Research Information System
CELLS, no.12, 2025 (SCI-Expanded, Scopus)
Background: Primary ciliary dyskinesia (PCD) is a rare genetic disorder characterized by recurrent sinopulmonary infections due to motile cilia defects. The disease is genetically heterogeneous, with abnormalities in structural ciliary proteins. Zinc finger MYND-type containing 10 (ZMYND10) is essential for the assembly of outer dynein arms (ODA), with chaperones like Glucose-regulated protein 78 (GRP78) facilitating protein folding. This study investigates ZMYND10 and Dynein axonemal heavy chain 5 (DNAH5) mutations in individuals with PCD. Methods: Eight individuals aged 14-22 with clinical PCD symptoms and confirmed DNAH5 mutations were included. We analyzed the correlation between DNAH5 abnormalities and preassembly/chaperone proteins using immunofluorescence labeling. Nasal swabs were double-labeled (DNAH5-beta-tubulin, beta-tubulin-ZMYND10, beta-tubulin-GRP78) and examined via fluorescence microscopy. Serum metabolomics and proteomics were also assessed.
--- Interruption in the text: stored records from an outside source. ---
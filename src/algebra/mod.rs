//! The interpreter's instruction set and program constructors.
//!
//! Programs are [`Term`]s over the [`Op`] algebra. Nine instructions cover
//! everything the interpreter can be asked to do: emit values, run a
//! segment to its result, pull one chunk from a nested stream, evaluate an
//! effect, acquire/release a resource, open/close a scope, and read the
//! current scope.
//!
//! The user-facing stream DSL lives above this crate; tests and embedders
//! build programs directly from the constructors here, most importantly
//! [`scoped`] / [`interruptible_scope`], which bracket a sub-program between
//! `OpenScope` and `CloseScope` with close-on-error semantics.

mod term;

use std::sync::Arc;

pub use term::{downcast_val, unit_val, view, Cont, EvalFn, Term, Val, View};

use crate::config::InterruptOptions;
use crate::error::{Error, Result};
use crate::scope::{AcquireFn, ReleaseFn, ResourceVal, Scope};
use crate::segment::{Chunk, Segment};
use crate::token::Token;

/// One instruction of the scope algebra.
pub enum Op<O> {
    /// Emit a segment of values to the fold.
    Output(Segment<O, ()>),
    /// Force a segment: emit its values, continue with its result.
    Run(Segment<O, Val>),
    /// Pull at most one chunk from a nested stream.
    Uncons {
        /// The nested stream to pull from.
        stream: Box<Term<O>>,
        /// Upper bound on the chunk size.
        chunk_size: usize,
        /// Work-unit budget for forcing the nested stream's segments.
        max_steps: u64,
    },
    /// Evaluate an effect through the current scope.
    Eval(EvalFn),
    /// Acquire a resource, installing its finalizer in the current scope.
    Acquire {
        /// The acquisition effect.
        acquire: AcquireFn,
        /// The finalizer run when the resource is released.
        release: ReleaseFn,
    },
    /// Release the resource registered under the given token.
    Release(Token),
    /// Open a child scope; it becomes the current scope.
    OpenScope(Option<InterruptOptions>),
    /// Close the given scope; its open ancestor becomes current.
    CloseScope(Arc<Scope>),
    /// Yield the current scope.
    GetScope,
}

impl<O> std::fmt::Debug for Op<O> {
    fn fmt(&self, f: &mut std::fmt::Formatter<'_>) -> std::fmt::Result {
        match self {
            Self::Output(_) => f.write_str("Output"),
            Self::Run(_) => f.write_str("Run"),
            Self::Uncons {
                chunk_size,
                max_steps,
                ..
            } => write!(f, "Uncons(chunk_size={chunk_size}, max_steps={max_steps})"),
            Self::Eval(_) => f.write_str("Eval"),
            Self::Acquire { .. } => f.write_str("Acquire"),
            Self::Release(token) => write!(f, "Release({token})"),
            Self::OpenScope(options) => write!(f, "OpenScope(interruptible={})", options.is_some()),
            Self::CloseScope(scope) => write!(f, "CloseScope({})", scope.id()),
            Self::GetScope => f.write_str("GetScope"),
        }
    }
}

/// The value fed to an `Uncons` continuation: `None` when the nested stream
/// is exhausted, otherwise the leading chunk and the remainder.
pub type UnconsResult<O> = Option<(Chunk<O>, Term<O>)>;

// =========================================================================
// Instruction constructors
// =========================================================================

/// Emits a segment of values.
#[must_use]
pub fn output<O>(segment: Segment<O, ()>) -> Term<O> {
    Term::Step(Op::Output(segment))
}

/// Emits a single value.
#[must_use]
pub fn output_one<O>(value: O) -> Term<O> {
    output(Segment::emit_one(value))
}

/// Forces a segment, emitting its values; the continuation receives the
/// segment's terminal result.
#[must_use]
pub fn run<O, R: Send + 'static>(segment: Segment<O, R>) -> Term<O> {
    Term::Step(Op::Run(segment.map_result(|r| Box::new(r) as Val)))
}

/// Pulls at most one chunk (of at most `chunk_size` values, within
/// `max_steps` work units) from `stream`. The continuation receives an
/// [`UnconsResult`].
#[must_use]
pub fn uncons<O>(stream: Term<O>, chunk_size: usize, max_steps: u64) -> Term<O> {
    Term::Step(Op::Uncons {
        stream: Box::new(stream),
        chunk_size,
        max_steps,
    })
}

/// Evaluates an effect; the continuation receives its value.
#[must_use]
pub fn eval<O, T, F>(effect: F) -> Term<O>
where
    T: Send + 'static,
    F: FnOnce() -> Result<T> + Send + 'static,
{
    Term::Step(Op::Eval(Box::new(move || {
        effect().map(|value| Box::new(value) as Val)
    })))
}

/// Acquires a resource in the current scope.
///
/// On success the continuation receives the acquired value and the
/// resource's token (recover both with [`downcast_acquired`]). The release
/// action runs exactly once, when the resource is finalized.
#[must_use]
pub fn acquire<O, T, A, R>(acquire: A, release: R) -> Term<O>
where
    T: Send + Sync + 'static,
    A: FnOnce() -> Result<T> + Send + 'static,
    R: FnOnce(&T) -> Result<()> + Send + 'static,
{
    let acquire: AcquireFn = Box::new(move || acquire().map(|value| Arc::new(value) as ResourceVal));
    let release: ReleaseFn = Box::new(move |value: ResourceVal| match value.downcast_ref::<T>() {
        Some(typed) => release(typed),
        None => Err(Error::IllegalState("resource value type mismatch")),
    });
    Term::Step(Op::Acquire { acquire, release })
}

/// Releases the resource registered under `token` in the current scope.
#[must_use]
pub fn release<O>(token: Token) -> Term<O> {
    Term::Step(Op::Release(token))
}

/// Opens a child scope. The continuation receives the new scope (recover it
/// with [`downcast_scope`]); the interpreter makes it current.
#[must_use]
pub fn open_scope<O>(interruptible: Option<InterruptOptions>) -> Term<O> {
    Term::Step(Op::OpenScope(interruptible))
}

/// Closes `scope`; the interpreter switches back to its open ancestor.
#[must_use]
pub fn close_scope<O>(scope: Arc<Scope>) -> Term<O> {
    Term::Step(Op::CloseScope(scope))
}

/// Yields the current scope to the continuation.
#[must_use]
pub fn get_scope<O>() -> Term<O> {
    Term::Step(Op::GetScope)
}

// =========================================================================
// Scope bracketing
// =========================================================================

/// Runs `inner` inside a fresh child scope, closing it on every exit path.
#[must_use]
pub fn scoped<O: Send + 'static>(inner: Term<O>) -> Term<O> {
    bracket_scope(None, inner)
}

/// Runs `inner` inside a fresh interruptible child scope, closing it on
/// every exit path.
#[must_use]
pub fn interruptible_scope<O: Send + 'static>(
    options: InterruptOptions,
    inner: Term<O>,
) -> Term<O> {
    bracket_scope(Some(options), inner)
}

fn bracket_scope<O: Send + 'static>(
    options: Option<InterruptOptions>,
    inner: Term<O>,
) -> Term<O> {
    open_scope(options).then(move |opened| {
        let scope = match opened {
            Err(error) => return Term::Fail(error),
            Ok(value) => match downcast_scope(value) {
                Some(scope) => scope,
                None => {
                    return Term::Fail(Error::IllegalState(
                        "scope opening yielded an unexpected value",
                    ))
                }
            },
        };
        inner.then(move |body| {
            close_scope(scope).then(move |closed| match (body, closed) {
                (Ok(value), Ok(_)) => Term::Pure(value),
                (Err(error), Ok(_)) => Term::Fail(error),
                (Ok(_), Err(error)) => Term::Fail(error),
                (Err(body_err), Err(close_err)) => Term::Fail(Error::compose(body_err, close_err)),
            })
        })
    })
}

// =========================================================================
// Typed views over continuation values
// =========================================================================

/// Recovers the value/token pair produced by an `Acquire` step.
#[must_use]
pub fn downcast_acquired<T: Send + Sync + 'static>(val: Val) -> Option<(Arc<T>, Token)> {
    let (value, token) = downcast_val::<(ResourceVal, Token)>(val)?;
    let typed = value.downcast::<T>().ok()?;
    Some((typed, token))
}

/// Recovers the scope produced by an `OpenScope` or `GetScope` step.
#[must_use]
pub fn downcast_scope(val: Val) -> Option<Arc<Scope>> {
    downcast_val::<Arc<Scope>>(val)
}

/// Recovers the result of an `Uncons` step.
#[must_use]
pub fn downcast_uncons<O: 'static>(val: Val) -> Option<UnconsResult<O>> {
    downcast_val::<UnconsResult<O>>(val)
}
Results: The corrected total cell fluorescence (CTCF) levels of DNAH5, ZMYND10, and GRP78 were significantly different between PCD individuals and controls. Metabolomic analysis showed reduced valine, leucine, and isoleucine biosynthesis, with increased malate and triacylglycerol biosynthesis, malate-aspartate and glycerol phosphate shuttles, and arginine/proline metabolism, suggesting mitochondrial and ER stress. Conclusions: The altered expression of DNAH5, ZMYND10, and GRP78, along with metabolic shifts, points to a complex link between ciliary dysfunction and cellular stress in PCD. Further studies are needed to clarify the underlying mechanisms.